Amber Butchart
The Dress Diary of Mrs Anne Sykes
This book is a tribute to serendipity. A silk-covered scrapbook wrapped in brown paper, bought from a London bric-a-brac stall in the 1960s, and forgotten for more than fifty years, was given to Kate Strasdin, a textile histo-rian, by an elderly lady at a lace-making class in Devon. Strasdin’s six years of research reveal a fascinating story which starts in the early days of the textile industry in North-West England, continues to the emerging trading settlement of Singapore, on to Shanghai and back to Lancashire.
Strasdin’s knowledge is evident in her descriptions of the fabrics displayed in this diary and her understanding of the techniques and processes involved in their manufacture. Each swatch, carefully mounted and annotated with a neat copperplate date and name, comes alive in the reader’s mind: ‘a cream satin figured with a floral brocade…iced with lace’, ‘a shaded cotton gauze in gradations of blue and brown diamond motifs’.
But who is Fanny Taylor, who wore the striking pink silk? What do we learn about Sarah Newman and her drawing-room chintz? The pale blue pages of this dress diary were full of names and dates but there were few clues as to the identity of the owner. Intriguingly the first page contains three samples of white material and a narrow trim of lace beneath which is written, in handwriting differing from the rest of the diary, ‘This is the lace that trimmed the dress that my charming Anne was married in’, and at the bottom of the page is a width of pale oyster satin, ‘This is the dress she wore after the wedding at Breakfast’.

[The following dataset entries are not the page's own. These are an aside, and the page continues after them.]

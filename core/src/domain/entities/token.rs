//! Token entities for JWT-based authentication.

use chrono::{Duration, Utc};
use serde::{Deserialize, Serialize};
use uuid::Uuid;

use super::user::User;

/// Access token expiration time (1 day)
pub const ACCESS_TOKEN_EXPIRY_SECONDS: i64 = 86400;

/// Refresh token expiration time (7 days)
pub const REFRESH_TOKEN_EXPIRY_DAYS: i64 = 7;

/// JWT issuer
pub const JWT_ISSUER: &str = "gymflow";

/// JWT audience
pub const JWT_AUDIENCE: &str = "gymflow-api";

/// Which secret a token is signed with and what it may be used for
#[derive(Debug, Clone, Copy, PartialEq, Eq, Serialize, Deserialize)]
#[serde(rename_all = "lowercase")]
pub enum TokenKind {
    Access,
    Refresh,
}

impl TokenKind {
    pub fn as_str(&self) -> &'static str {
        match self {
            TokenKind::Access => "access",
            TokenKind::Refresh => "refresh",
        }
    }
}

/// Claims structure for JWT payload
#[derive(Debug, Clone, PartialEq, Eq, Serialize, Deserialize)]
pub struct Claims {
    /// Subject (user ID)
    pub sub: String,

    /// User display name
    pub name: String,

    /// User email
    pub email: String,

    /// Issued at timestamp
    pub iat: i64,

    /// Expiration timestamp
    pub exp: i64,

    /// Not before timestamp
    pub nbf: i64,

    /// Issuer
    pub iss: String,

    /// Audience
    pub aud: String,

    /// JWT ID, fresh for every token
    pub jti: String,

    /// Access or refresh
    pub kind: TokenKind,
}

impl Claims {
    /// Creates claims for `user` valid for `lifetime` from now
    pub fn new(user: &User, kind: TokenKind, lifetime: Duration, issuer: &str, audience: &str) -> Self {
        let now = Utc::now();
        let expiry = now + lifetime;

        Self {
            sub: user.id.to_string(),
            name: user.name.clone(),
            email: user.email.clone(),
            iat: now.timestamp(),
            exp: expiry.timestamp(),
            nbf: now.timestamp(),
            iss: issuer.to_string(),
            aud: audience.to_string(),
            jti: Uuid::new_v4().to_string(),
            kind,
        }
    }

    /// Checks if the claims have expired
    pub fn is_expired(&self) -> bool {
        Utc::now().timestamp() >= self.exp
    }

    /// Gets the user ID from the claims
    pub fn user_id(&self) -> Result<Uuid, uuid::Error> {
        Uuid::parse_str(&self.sub)
    }
}

/// Token pair returned to clients after signup, signin or refresh
#[derive(Debug, Clone, PartialEq, Eq, Serialize, Deserialize)]
pub struct TokenPair {
    pub access_token: String,
    pub refresh_token: String,
    /// Access token lifetime in seconds
    pub expires_in: i64,
    /// Refresh token lifetime in seconds
    pub refresh_expires_in: i64,
}
//! Authentication service module
//!
//! Handles the member account lifecycle:
//! - Signup with uniqueness checks on email and phone
//! - Signin with generic failures for unknown email or wrong password
//! - Token refresh, profile reads and self-service edits
//! - Self-service account deletion

mod config;
mod service;
mod types;


pub use config::AuthServiceConfig;
pub use service::AuthService;
pub use types::{Credentials, NewUser};
//! Common utility functions

pub mod date;
pub mod phone;
pub mod validation;

// Re-export commonly used utilities
pub use date::parse_session_date;
pub use phone::{is_valid_phone, mask_phone_number, normalize_phone_number};
pub use validation::validators;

Strasdin could see that this was probably a gift from a husband to his wife on their wedding day, but who were they? It was not until the author discovered a tiny inscription much later in the book where Anne wrote above a swatch of sprigged cotton, ‘Anne Sykes, May 1840. The first dress I wore in Singapore, Nov 1840’. Bingo! A solid clue. Perhaps because this was such a momentous moment for Anne she felt that this ‘finely woven white cotton printed first with a delicate blue fleck and then overprinted with trailing sepia tendrils, small flowers picked out in pink and green’ deserved a formal record. This was the breakthrough that Strasdin had been hop-ing for. All she had to do now was go to The Singapore Free Press online where she found a brief entry in the ‘Shipping Intelligence’ column for 31st October 1840: ‘By the Friends Mrs Sykes. Adam Sykes’. The Friends was a packet sailing ship.
It was now "relatively" straightforward to search through parish records and census returns to piece together Anne and Adam’s history. After six years of painstaking research, Strasdin is able to reveal so much about their lives, their families and the development of the Lancashire textile industry as well as share with the reader the minutiae of daily life for a middle-class Victorian woman and her friends. This is too good to miss.